Serotonin 1A Receptor Pharmacotherapy and Neuroplasticity in Spinal Cord Injury.

Abstract

Spinal cord injury is associated with damage in descending and ascending pathways between brainstem/cortex and spinal neurons, leading to loss in sensory-motor functions. This leads not only to locomotor reduction but also to important respiratory impairments, both reducing cardiorespiratory engagement, and increasing cardiovascular risk and mortality. Moreover, individuals with high-level injuries suffer from sleep-disordered breathing in a greater proportion than the general population. Although no current treatments exist to restore motor function in spinal cord injury (SCI), serotoninergic (5-HT) 1A receptor agonists appear as pharmacologic neuromodulators that could be important players in inducing functional improvements by increasing the activation of spared motoneurons. Indeed, single therapies of serotoninergic 1A (5-HT1A) agonists allow for acute and temporary recovery of locomotor function.
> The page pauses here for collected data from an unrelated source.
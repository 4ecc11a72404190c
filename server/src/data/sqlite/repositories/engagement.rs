//! Engagement repository: fact rows and the counters they back
//!
//! Each write runs in one transaction that bumps the counter, inserts the fact
//! row and (for schools) appends to the school activity log. The counter
//! update is issued first so the transaction takes the write lock before
//! reading anything.

use sqlx::SqlitePool;

use super::school_activity;
use crate::data::sqlite::SqliteError;
use crate::data::types::{Interaction, LikeToggle, NewSchoolActivity, SchoolActivityType};
use crate::utils::time::now_secs;

#[derive(Debug, Clone, Copy)]
enum Fact {
    View,
    Download,
}

impl Fact {
    fn bump_sql(self) -> &'static str {
        match self {
            Self::View => {
                "UPDATE resources SET view_count = view_count + 1 WHERE id = ? RETURNING view_count, file_size, file_extension"
            }
            Self::Download => {
                "UPDATE resources SET download_count = download_count + 1 WHERE id = ? RETURNING download_count, file_size, file_extension"
            }
        }
    }

    fn insert_sql(self) -> &'static str {
        match self {
            Self::View => {
                "INSERT INTO resource_views (resource_id, user_id, ip_address, user_agent, created_at) VALUES (?, ?, ?, ?, ?)"
            }
            Self::Download => {
                "INSERT INTO resource_downloads (resource_id, user_id, ip_address, user_agent, created_at) VALUES (?, ?, ?, ?, ?)"
            }
        }
    }

    fn activity_type(self) -> SchoolActivityType {
        match self {
            Self::View => SchoolActivityType::View,
            Self::Download => SchoolActivityType::Download,
        }
    }
}

/// Record a view. Returns the new `view_count`.
pub async fn record_view(pool: &SqlitePool, interaction: &Interaction) -> Result<i64, SqliteError> {
    record(pool, interaction, Fact::View).await
}

/// Record a download. Returns the new `download_count`.
///
/// The backing file is checked by the caller before this runs.
pub async fn record_download(
    pool: &SqlitePool,
    interaction: &Interaction,
) -> Result<i64, SqliteError> {
    record(pool, interaction, Fact::Download).await
}

async fn record(
    pool: &SqlitePool,
    interaction: &Interaction,
    fact: Fact,
) -> Result<i64, SqliteError> {
    let mut tx = pool.begin().await?;

    let bumped: Option<(i64, Option<i64>, Option<String>)> = sqlx::query_as(fact.bump_sql())
        .bind(interaction.resource_id)
        .fetch_optional(&mut *tx)
        .await?;
    let Some((count, file_size, file_extension)) = bumped else {
        return Err(SqliteError::not_found("resource", interaction.resource_id));
    };

    sqlx::query(fact.insert_sql())
        .bind(interaction.resource_id)
        .bind(interaction.actor_id)
        .bind(interaction.ip_address.as_deref())
        .bind(interaction.user_agent.as_deref())
        .bind(now_secs())
        .execute(&mut *tx)
        .await?;

    if interaction.log_school_activity
        && let Some(school_id) = interaction.actor_id
    {
        let downloads = matches!(fact, Fact::Download);
        let activity = NewSchoolActivity {
            school_id,
            activity_type: fact.activity_type(),
            resource_id: Some(interaction.resource_id),
            file_size: if downloads { file_size } else { None },
            file_extension: if downloads { file_extension } else { None },
            ip_address: interaction.ip_address.clone(),
            user_agent: interaction.user_agent.clone(),
        };
        school_activity::append_if_provisioned(&mut tx, &activity).await?;
    }

    tx.commit().await?;
    Ok(count)
}

/// Toggle a like. Deletes the pair if present, inserts it otherwise, and
/// moves `likes` by one in the same transaction.
///
/// A concurrent insert of the same pair surfaces as a unique violation.
pub async fn toggle_like(
    pool: &SqlitePool,
    resource_id: i64,
    user_id: i64,
) -> Result<LikeToggle, SqliteError> {
    let mut tx = pool.begin().await?;

    let removed = sqlx::query("DELETE FROM resource_likes WHERE resource_id = ? AND user_id = ?")
        .bind(resource_id)
        .bind(user_id)
        .execute(&mut *tx)
        .await?
        .rows_affected();

    let toggle = if removed > 0 {
        let likes: i64 =
            sqlx::query_scalar("UPDATE resources SET likes = likes - 1 WHERE id = ? RETURNING likes")
                .bind(resource_id)
                .fetch_one(&mut *tx)
                .await?;
        LikeToggle {
            resource_id,
            liked: false,
            likes,
        }
    } else {
        let likes: Option<i64> =
            sqlx::query_scalar("UPDATE resources SET likes = likes + 1 WHERE id = ? RETURNING likes")
                .bind(resource_id)
                .fetch_optional(&mut *tx)
                .await?;
        let likes = likes.ok_or_else(|| SqliteError::not_found("resource", resource_id))?;

        sqlx::query("INSERT INTO resource_likes (resource_id, user_id, created_at) VALUES (?, ?, ?)")
            .bind(resource_id)
            .bind(user_id)
            .bind(now_secs())
            .execute(&mut *tx)
            .await?;
        LikeToggle {
            resource_id,
            liked: true,
            likes,
        }
    };

    tx.commit().await?;
    Ok(toggle)
}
Moreover, the 5-HT1A agonist could be even more promising when combined with other pharmacotherapies, exercise training, and/or spinal stimulation, rather than administered alone. In this review, we discuss previous and emerging evidence showing the value of the 5HT1A receptor agonist therapies for motor and respiratory limitations in SCI. Moreover, we provide mechanistic hypotheses and clinical impact for the potential benefit of 5-HT1A agonist pharmacology in inducing neuroplasticity and improving locomotor and respiratory functions in SCI.